Formulation proceeded in two stages. In the first kneading, 75% is filled in the first kneading, and the polymer, filler (silica), oil, zinc oxide (ZnO), stearic acid, silane coupling agent (Si-69) at a rotor speed of 60 rpm. ), An antioxidant (6-PPD) is added to control the temperature, and a primary rubber composition is obtained at 150 to 160 ° C. In the second kneading, the blend was cooled to room temperature, and sulfur, DPG (Diphenyl Guanidine) and CBS (N-cyclohexyl-2-benzothiazole sulfonamide) were added and kneaded at 90 ° C. or lower for 5 minutes.
The compounded rubber is vulcanized at 160 ° C with a T90 + 5min press to produce a vulcanized rubber.

  The polymers and polymer blends prepared according to the present invention were analyzed and evaluated for performance and are shown in Tables 2-7.

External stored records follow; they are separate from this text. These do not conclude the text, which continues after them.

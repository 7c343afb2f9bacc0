//! Natural-language intent matching
//!
//! Translates free-text requests such as "create a folder called reports"
//! into concrete command lines using a fixed, ordered rule table. There is
//! no learning or scoring: the first rule in table order that matches and
//! whose captured values survive sanitizing decides the command.

pub mod rules;
pub mod sanitize;
pub mod suggest;

pub use rules::{IntentCategory, PlaceholderKind, RuleSpec, RULE_TABLE};
pub use sanitize::{clean_name, clean_path};

use regex::{Regex, RegexBuilder};
use tracing::{debug, warn};

/// Trigger words and shapes that mark a line as a request rather than a command
const NATURAL_INDICATORS: &[&str] = &[
    r"\b(?:show|list|display|what|how|where|find|search|create|make|delete|remove)\b",
    r"\b(?:me|the|a|an|this|that|some|all)\b",
    r"\b(?:can|could|would|should|will)\b",
    r"\?$",
];

/// Shapes of a direct command: a bare word with optional arguments or flags
const COMMAND_SHAPES: &[&str] = &[r"^[a-zA-Z_-]+(\s+[^\s]+)*$", r"^[a-zA-Z_-]+\s+-[a-zA-Z]+"];

const LISTING_WORDS: &str = r"\b(?:show|list|display)\b";

const EXAMPLE_QUERIES: &[&str] = &[
    "show me the files in this directory",
    "create a new folder called projects",
    "copy file.txt to backup folder",
    "find all python files",
    "what processes are running",
    "show system memory usage",
    "go to the home directory",
    "delete the old file",
    "delete project",
    "remove folder called test",
    "delete directory named backup",
    "show me the current directory",
    "list all files including hidden ones",
    "create an empty file called readme.txt",
    "move documents to archive folder",
    "where am I?",
    "what's in the Documents folder?",
    "make a directory named test",
];

/// A compiled rule
#[derive(Debug, Clone)]
pub struct IntentRule {
    pub category: IntentCategory,
    pub pattern: Regex,
    pub template: &'static str,
    pub kind: PlaceholderKind,
}

/// Outcome of a successful match
#[derive(Debug, Clone, PartialEq, Eq)]
pub struct ResolvedCommand {
    /// Command line to run
    pub command: String,
    /// Category of the rule that produced it
    pub category: IntentCategory,
    /// Position of that rule in the table
    pub rule_index: usize,
}

/// Ordered rule-table matcher
#[derive(Debug, Clone)]
pub struct IntentMatcher {
    rules: Vec<IntentRule>,
    natural_indicators: Vec<Regex>,
    command_shapes: Vec<Regex>,
    listing_words: Option<Regex>,
    max_suggestions: usize,
}

impl IntentMatcher {
    /// Create a matcher over the built-in rule table
    pub fn new() -> Self {
        let mut matcher = Self {
            rules: Vec::with_capacity(RULE_TABLE.len()),
            natural_indicators: compile_all(NATURAL_INDICATORS),
            command_shapes: compile_all(COMMAND_SHAPES),
            listing_words: compile(LISTING_WORDS),
            max_suggestions: suggest::MAX_SUGGESTIONS,
        };

        // Pattern order matters! The table is evaluated top to bottom and
        // the first rule that produces a command wins.
        for spec in RULE_TABLE {
            matcher.add_rule(spec);
        }
        matcher
    }

    /// Limit the number of suggestions returned on a miss (at most five)
    pub fn with_max_suggestions(mut self, max_suggestions: usize) -> Self {
        self.max_suggestions = max_suggestions.min(suggest::MAX_SUGGESTIONS);
        self
    }

    fn add_rule(&mut self, spec: &RuleSpec) {
        match RegexBuilder::new(spec.pattern).case_insensitive(true).build() {
            Ok(pattern) => self.rules.push(IntentRule {
                category: spec.category,
                pattern,
                template: spec.template,
                kind: spec.kind,
            }),
            Err(e) => {
                warn!("Failed to compile intent pattern '{}': {}", spec.pattern, e);
            }
        }
    }

    /// Compiled rules in evaluation order
    pub fn rules(&self) -> &[IntentRule] {
        &self.rules
    }

    /// Translate `query` into a command, with the rule that produced it
    pub fn resolve(&self, query: &str) -> Option<ResolvedCommand> {
        let query = query.trim().to_lowercase();
        if query.is_empty() {
            return None;
        }

        for (rule_index, rule) in self.rules.iter().enumerate() {
            let Some(captures) = rule.pattern.captures(&query) else {
                continue;
            };

            let groups: Vec<Option<&str>> = captures
                .iter()
                .skip(1)
                .map(|group| group.map(|m| m.as_str()))
                .collect();

            match sanitize::render(rule.template, rule.kind, &groups) {
                Some(command) => {
                    debug!(
                        "Intent '{}' resolved by {} rule #{} to '{}'",
                        query, rule.category, rule_index, command
                    );
                    return Some(ResolvedCommand {
                        command,
                        category: rule.category,
                        rule_index,
                    });
                }
                None => {
                    debug!("Rule #{} matched '{}' but sanitizing failed", rule_index, query);
                }
            }
        }

        None
    }

    /// Translate `query` into a command line
    pub fn match_query(&self, query: &str) -> Option<String> {
        self.resolve(query).map(|resolved| resolved.command)
    }

    /// Whether `query` reads as a request rather than a direct command
    ///
    /// Trigger words (or a trailing `?`) always win. Otherwise a line shaped
    /// like `word [args...]` or `word -flags` is a command, and anything else
    /// is treated as natural language.
    pub fn is_likely_natural_language(&self, query: &str) -> bool {
        let query = query.trim().to_lowercase();

        if self.natural_indicators.iter().any(|re| re.is_match(&query)) {
            return true;
        }

        let mentions_listing = self
            .listing_words
            .as_ref()
            .is_some_and(|re| re.is_match(&query));

        if self.command_shapes.iter().any(|re| re.is_match(&query)) && !mentions_listing {
            return false;
        }

        true
    }

    /// Suggestions offered when nothing matched
    pub fn suggest(&self, query: &str) -> Vec<String> {
        suggest::suggestions(query, self.max_suggestions)
    }

    /// Queries the rule table is known to handle
    pub fn example_queries() -> &'static [&'static str] {
        EXAMPLE_QUERIES
    }
}

impl Default for IntentMatcher {
    fn default() -> Self {
        Self::new()
    }
}

fn compile(pattern: &str) -> Option<Regex> {
    match Regex::new(pattern) {
        Ok(regex) => Some(regex),
        Err(e) => {
            warn!("Failed to compile regex pattern '{}': {}", pattern, e);
            None
        }
    }
}

fn compile_all(patterns: &[&str]) -> Vec<Regex> {
    patterns.iter().filter_map(|pattern| compile(pattern)).collect()
}
//! Wall-clock source for token expiry and notice de-duplication.
//!
//! Expiry is always evaluated lazily against [`Clock::now_ms`]; nothing in the
//! session layer schedules timers. Tests swap in [`ManualClock`] to move time
//! forward without sleeping.

use std::sync::atomic::{AtomicI64, Ordering};

pub trait Clock: Send + Sync {
    /// Milliseconds since the Unix epoch.
    fn now_ms(&self) -> i64;
}

#[derive(Debug, Default, Clone, Copy)]
pub struct SystemClock;

impl Clock for SystemClock {
    fn now_ms(&self) -> i64 {
        chrono::Utc::now().timestamp_millis()
    }
}

/// Clock that only moves when told to.
#[derive(Debug, Default)]
pub struct ManualClock {
    now: AtomicI64,
}

impl ManualClock {
    #[must_use]
    pub fn new(start_ms: i64) -> Self {
        Self {
            now: AtomicI64::new(start_ms),
        }
    }

    pub fn advance_ms(&self, delta: i64) {
        self.now.fetch_add(delta, Ordering::SeqCst);
    }

    pub fn set_ms(&self, now: i64) {
        self.now.store(now, Ordering::SeqCst);
    }
}

impl Clock for ManualClock {
    fn now_ms(&self) -> i64 {
        self.now.load(Ordering::SeqCst)
    }
}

  The solution styrene butadiene rubber produced by polymerizing the linear and branched structures independently and mixing them into a solution form is colder than the solution styrene butadiene rubber produced in the batch system. It was confirmed that the flow was low, the storage stability was excellent, the trivalent branch shape was included, and the mechanical strength (tensile strength, modulus) and wear performance were improved. In addition to providing various functional groups at the end of the linear structure to improve the dispersibility of the reinforcing material, it also shows improved viscoelasticity and exhibits excellent physical properties when used as a tire tread material I was able to confirm.

Claims (8)

After the solution blending of anionic solution polymerization reaction products polymerized into a linear and branched structure from two or more batch type reactors using a styrene monomer and a butadiene monomer, A styrene-butadiene copolymer from which
1) The content of linear structure is 10-60 parts by weight,
2) A method for producing a styrene-butadiene copolymer having a branch structure content of 40 to 90 parts by weight.   The linear structure polymer has a number average molecular weight of 100,000 to 200,000 g / mol, and the linear anion active styrene-butadiene copolymer has a number average molecular weight of 100,000 to 400,000 before coupling of the branched structure polymer. It is g / mol, The manufacturing method of the styrene-butadiene-type copolymer of Claim 1 characterized by the above-mentioned.   The method for producing a styrene-butadiene copolymer according to claim 1, wherein the end of the linear polymer is at least one of alkoxysilane, amine, cyano, and amine-silane.   Any one of compounds containing tin series, alkoxysilane, silyl halide, and glycidyl group as a coupling agent to a linear styrene-butadiene copolymer whose one end is activated to an anion at the time of manufacturing the branched structure The method for producing a styrene-butadiene copolymer according to claim 1, wherein the above is used.   The styrene-butadiene copolymer according to claim 1, wherein the styrene-butadiene copolymer having a linear structure and a branched structure has a styrene content of 15 to 45 wt% and a vinyl content of 20 to 60 wt%. A method for producing a polymer.   The method for producing a styrene-butadiene copolymer according to claim 1, wherein the Mooney viscosity of the styrene-butadiene copolymer is 30 to 180.   In the production of the rubber composite material, 0.1 to 200 parts by weight of an inorganic filler is included with respect to 100 parts by weight of the styrene-butadiene copolymer produced by the production method according to claims 1 to 6. A rubber composition for a tire tread characterized by comprising:   The rubber composition for a tire tread according to claim 7, wherein the inorganic filler is carbon black or a silica-based filler used alone or in combination.